## [WHAT YOU NEED TO DO]
Find the string "display" in the records. Copy each line that has it.

[Stored data]
==*==
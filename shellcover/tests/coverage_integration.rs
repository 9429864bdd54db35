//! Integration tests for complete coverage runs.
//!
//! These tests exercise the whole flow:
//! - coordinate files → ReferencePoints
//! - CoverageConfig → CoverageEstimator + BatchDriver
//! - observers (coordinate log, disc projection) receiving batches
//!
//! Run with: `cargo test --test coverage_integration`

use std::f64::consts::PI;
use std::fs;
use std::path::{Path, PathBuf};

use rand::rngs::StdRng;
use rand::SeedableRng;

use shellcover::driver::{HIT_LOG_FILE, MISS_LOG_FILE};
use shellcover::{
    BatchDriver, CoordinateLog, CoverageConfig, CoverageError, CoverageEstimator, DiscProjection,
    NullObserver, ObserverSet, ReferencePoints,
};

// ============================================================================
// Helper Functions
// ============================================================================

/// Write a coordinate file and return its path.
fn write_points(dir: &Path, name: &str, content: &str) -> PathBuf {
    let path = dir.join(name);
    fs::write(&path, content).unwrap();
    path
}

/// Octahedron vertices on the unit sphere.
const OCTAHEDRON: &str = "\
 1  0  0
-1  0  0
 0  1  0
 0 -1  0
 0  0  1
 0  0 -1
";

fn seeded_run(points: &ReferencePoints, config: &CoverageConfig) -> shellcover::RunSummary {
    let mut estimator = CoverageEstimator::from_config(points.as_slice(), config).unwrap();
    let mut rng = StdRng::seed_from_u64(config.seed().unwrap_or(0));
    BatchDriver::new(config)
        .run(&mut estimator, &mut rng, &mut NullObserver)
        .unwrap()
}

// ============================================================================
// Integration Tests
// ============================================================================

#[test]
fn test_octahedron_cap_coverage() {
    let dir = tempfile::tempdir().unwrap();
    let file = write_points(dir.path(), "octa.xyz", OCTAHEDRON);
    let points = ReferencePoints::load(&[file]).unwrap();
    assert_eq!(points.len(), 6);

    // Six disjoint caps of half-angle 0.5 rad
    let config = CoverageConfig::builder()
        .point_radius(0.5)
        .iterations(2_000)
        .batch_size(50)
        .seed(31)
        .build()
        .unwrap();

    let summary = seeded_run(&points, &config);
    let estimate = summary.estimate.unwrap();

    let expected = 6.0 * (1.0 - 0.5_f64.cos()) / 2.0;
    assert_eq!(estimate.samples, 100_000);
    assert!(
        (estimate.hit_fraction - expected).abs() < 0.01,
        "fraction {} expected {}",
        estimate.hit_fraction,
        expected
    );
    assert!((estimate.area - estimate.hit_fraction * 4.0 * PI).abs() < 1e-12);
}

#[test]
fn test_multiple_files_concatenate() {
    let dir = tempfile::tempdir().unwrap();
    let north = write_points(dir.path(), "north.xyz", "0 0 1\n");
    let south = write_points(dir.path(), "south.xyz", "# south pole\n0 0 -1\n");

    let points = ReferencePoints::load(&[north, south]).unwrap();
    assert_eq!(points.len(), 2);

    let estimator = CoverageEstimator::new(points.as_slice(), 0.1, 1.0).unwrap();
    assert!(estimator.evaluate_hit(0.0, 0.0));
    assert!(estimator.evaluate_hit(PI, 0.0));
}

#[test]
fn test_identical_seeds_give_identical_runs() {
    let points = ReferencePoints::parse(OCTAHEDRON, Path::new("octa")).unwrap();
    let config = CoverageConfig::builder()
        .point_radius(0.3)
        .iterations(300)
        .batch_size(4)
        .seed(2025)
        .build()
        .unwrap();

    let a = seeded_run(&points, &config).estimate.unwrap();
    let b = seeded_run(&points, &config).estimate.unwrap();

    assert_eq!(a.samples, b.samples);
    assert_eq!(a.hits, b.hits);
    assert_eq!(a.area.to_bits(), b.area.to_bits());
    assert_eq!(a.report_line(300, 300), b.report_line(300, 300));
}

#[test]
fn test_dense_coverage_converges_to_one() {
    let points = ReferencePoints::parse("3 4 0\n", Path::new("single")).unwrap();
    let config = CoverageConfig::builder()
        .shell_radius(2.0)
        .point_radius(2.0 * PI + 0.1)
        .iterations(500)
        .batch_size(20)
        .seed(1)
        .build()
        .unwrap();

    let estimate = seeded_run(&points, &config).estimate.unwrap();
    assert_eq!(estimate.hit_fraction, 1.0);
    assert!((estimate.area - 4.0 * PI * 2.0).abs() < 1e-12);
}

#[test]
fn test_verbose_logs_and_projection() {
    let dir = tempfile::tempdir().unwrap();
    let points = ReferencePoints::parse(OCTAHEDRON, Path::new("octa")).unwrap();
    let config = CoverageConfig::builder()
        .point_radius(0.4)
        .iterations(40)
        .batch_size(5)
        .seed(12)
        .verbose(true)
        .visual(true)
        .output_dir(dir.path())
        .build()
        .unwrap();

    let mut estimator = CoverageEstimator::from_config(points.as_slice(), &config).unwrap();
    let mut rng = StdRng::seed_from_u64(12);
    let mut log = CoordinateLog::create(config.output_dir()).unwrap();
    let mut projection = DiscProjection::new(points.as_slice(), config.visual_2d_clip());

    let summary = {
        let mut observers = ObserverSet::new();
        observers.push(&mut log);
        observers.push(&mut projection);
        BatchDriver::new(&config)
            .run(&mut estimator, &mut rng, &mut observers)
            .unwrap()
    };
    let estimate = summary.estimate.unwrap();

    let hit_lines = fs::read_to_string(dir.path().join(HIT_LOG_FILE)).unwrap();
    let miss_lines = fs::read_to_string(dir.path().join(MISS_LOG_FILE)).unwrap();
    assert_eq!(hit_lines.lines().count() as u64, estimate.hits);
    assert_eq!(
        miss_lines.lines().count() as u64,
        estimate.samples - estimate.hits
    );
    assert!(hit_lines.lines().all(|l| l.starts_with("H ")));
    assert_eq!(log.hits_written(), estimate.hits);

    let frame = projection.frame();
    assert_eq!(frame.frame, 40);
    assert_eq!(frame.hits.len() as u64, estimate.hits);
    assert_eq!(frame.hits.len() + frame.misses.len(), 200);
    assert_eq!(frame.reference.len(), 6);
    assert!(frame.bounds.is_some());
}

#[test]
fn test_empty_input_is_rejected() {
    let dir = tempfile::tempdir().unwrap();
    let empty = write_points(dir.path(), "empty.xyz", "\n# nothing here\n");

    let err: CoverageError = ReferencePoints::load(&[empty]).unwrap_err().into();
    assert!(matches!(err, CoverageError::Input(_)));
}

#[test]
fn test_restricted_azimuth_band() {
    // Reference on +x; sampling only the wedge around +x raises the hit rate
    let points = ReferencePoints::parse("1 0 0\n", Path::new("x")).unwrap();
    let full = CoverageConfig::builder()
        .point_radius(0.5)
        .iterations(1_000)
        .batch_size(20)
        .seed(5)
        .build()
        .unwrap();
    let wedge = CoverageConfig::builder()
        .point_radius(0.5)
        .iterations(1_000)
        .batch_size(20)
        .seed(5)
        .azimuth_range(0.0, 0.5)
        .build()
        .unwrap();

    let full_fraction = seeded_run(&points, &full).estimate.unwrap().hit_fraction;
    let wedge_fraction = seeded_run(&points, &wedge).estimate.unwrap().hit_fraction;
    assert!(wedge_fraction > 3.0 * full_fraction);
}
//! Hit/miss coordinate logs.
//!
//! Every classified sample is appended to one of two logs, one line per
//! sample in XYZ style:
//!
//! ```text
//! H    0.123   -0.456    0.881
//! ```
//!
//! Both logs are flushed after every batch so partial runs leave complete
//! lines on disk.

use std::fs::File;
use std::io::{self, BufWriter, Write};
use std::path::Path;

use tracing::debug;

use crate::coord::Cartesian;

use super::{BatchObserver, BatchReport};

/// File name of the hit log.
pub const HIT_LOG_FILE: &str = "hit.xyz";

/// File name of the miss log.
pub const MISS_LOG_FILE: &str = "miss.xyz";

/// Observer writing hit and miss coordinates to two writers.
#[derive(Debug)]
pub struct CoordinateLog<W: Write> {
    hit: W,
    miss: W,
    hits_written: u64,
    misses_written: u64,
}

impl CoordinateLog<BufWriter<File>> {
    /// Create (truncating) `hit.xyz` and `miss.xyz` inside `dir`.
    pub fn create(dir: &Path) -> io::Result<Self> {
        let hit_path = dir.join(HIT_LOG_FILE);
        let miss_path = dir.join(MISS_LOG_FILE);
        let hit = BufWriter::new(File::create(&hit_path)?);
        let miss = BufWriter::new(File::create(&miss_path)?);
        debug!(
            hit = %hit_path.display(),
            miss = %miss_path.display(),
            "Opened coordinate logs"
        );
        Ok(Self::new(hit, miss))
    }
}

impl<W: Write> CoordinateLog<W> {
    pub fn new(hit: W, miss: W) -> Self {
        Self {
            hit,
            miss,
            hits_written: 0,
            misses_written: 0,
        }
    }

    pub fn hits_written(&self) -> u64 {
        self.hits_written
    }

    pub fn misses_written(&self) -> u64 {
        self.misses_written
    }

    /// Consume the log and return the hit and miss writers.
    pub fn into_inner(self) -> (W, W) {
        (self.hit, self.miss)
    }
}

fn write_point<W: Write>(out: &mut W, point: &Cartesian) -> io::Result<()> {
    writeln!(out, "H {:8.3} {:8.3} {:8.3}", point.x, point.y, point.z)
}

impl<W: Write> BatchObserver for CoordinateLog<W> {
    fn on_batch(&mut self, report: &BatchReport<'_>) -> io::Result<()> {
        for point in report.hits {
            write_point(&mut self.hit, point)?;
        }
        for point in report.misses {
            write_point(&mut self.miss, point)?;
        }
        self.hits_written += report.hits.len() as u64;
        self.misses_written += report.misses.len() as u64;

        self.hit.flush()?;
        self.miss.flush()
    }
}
==*==
## [TASK ANSWER]
            hit = %hit_path.display(),
            miss = %miss_path.display(),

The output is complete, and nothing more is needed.